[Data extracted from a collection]
• • • • • • •
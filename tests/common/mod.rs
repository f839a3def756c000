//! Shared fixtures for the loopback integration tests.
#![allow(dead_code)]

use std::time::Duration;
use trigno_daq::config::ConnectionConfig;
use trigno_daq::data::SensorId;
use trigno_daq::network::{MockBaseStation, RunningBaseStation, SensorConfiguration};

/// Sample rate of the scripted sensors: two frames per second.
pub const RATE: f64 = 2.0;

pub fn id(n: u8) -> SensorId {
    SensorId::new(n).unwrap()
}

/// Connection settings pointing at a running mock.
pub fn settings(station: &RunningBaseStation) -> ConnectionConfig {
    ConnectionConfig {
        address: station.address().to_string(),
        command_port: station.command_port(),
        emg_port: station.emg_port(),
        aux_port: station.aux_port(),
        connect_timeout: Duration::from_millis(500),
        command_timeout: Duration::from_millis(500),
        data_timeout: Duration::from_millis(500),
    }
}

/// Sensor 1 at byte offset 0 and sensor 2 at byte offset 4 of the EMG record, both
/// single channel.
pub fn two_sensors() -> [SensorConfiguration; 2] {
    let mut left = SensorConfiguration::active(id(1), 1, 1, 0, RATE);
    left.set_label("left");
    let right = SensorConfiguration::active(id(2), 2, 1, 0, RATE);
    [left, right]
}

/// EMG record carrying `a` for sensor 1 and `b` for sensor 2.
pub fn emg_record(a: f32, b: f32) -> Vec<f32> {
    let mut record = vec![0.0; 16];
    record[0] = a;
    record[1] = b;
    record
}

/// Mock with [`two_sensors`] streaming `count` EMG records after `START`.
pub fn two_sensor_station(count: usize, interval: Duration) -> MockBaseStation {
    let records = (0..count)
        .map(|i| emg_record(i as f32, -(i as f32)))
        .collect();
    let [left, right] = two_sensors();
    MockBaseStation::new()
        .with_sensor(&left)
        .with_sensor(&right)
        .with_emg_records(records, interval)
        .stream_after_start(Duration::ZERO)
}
• • • • • • •
» **THE TASK**:
Show the lines of the records that include the string "settings".

» **ANSWER BELOW**:
/// Connection settings pointing at a running mock.
pub fn settings(station: &RunningBaseStation) -> ConnectionConfig {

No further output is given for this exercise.